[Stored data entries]
//! Session negotiation.
//!
//! A [`NegotiationCore`] owns one peer connection for the lifetime of a call
//! screen. All signaling, media engine events and user requests funnel into a
//! single worker task, which drives the offer/answer/ICE exchange and keeps at
//! most one local video track attached.

pub mod core;
pub mod error;
pub mod events;
pub mod state;
pub mod track_selector;
mod worker;

pub use self::core::NegotiationCore;
pub use error::SessionError;
pub use events::{NegotiationFailure, NegotiationStep, TrackEvents};
pub use state::{
    InvalidTransition, ScreenState, ScreenTransition, Session, SessionSnapshot, SignalingState,
};
pub use track_selector::{ActivateError, LocalTrackSlot, TrackSelector};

Instructions for the task » Reproduce the entries above exactly, every line included.

Task result »
//! Session negotiation.
//!
//! A [`NegotiationCore`] owns one peer connection for the lifetime of a call
//! screen. All signaling, media engine events and user requests funnel into a
//! single worker task, which drives the offer/answer/ICE exchange and keeps at
//! most one local video track attached.

pub mod core;
pub mod error;
pub mod events;
pub mod state;
pub mod track_selector;
mod worker;

pub use self::core::NegotiationCore;
pub use error::SessionError;
pub use events::{NegotiationFailure, NegotiationStep, TrackEvents};
pub use state::{
    InvalidTransition, ScreenState, ScreenTransition, Session, SessionSnapshot, SignalingState,
};
pub use track_selector::{ActivateError, LocalTrackSlot, TrackSelector};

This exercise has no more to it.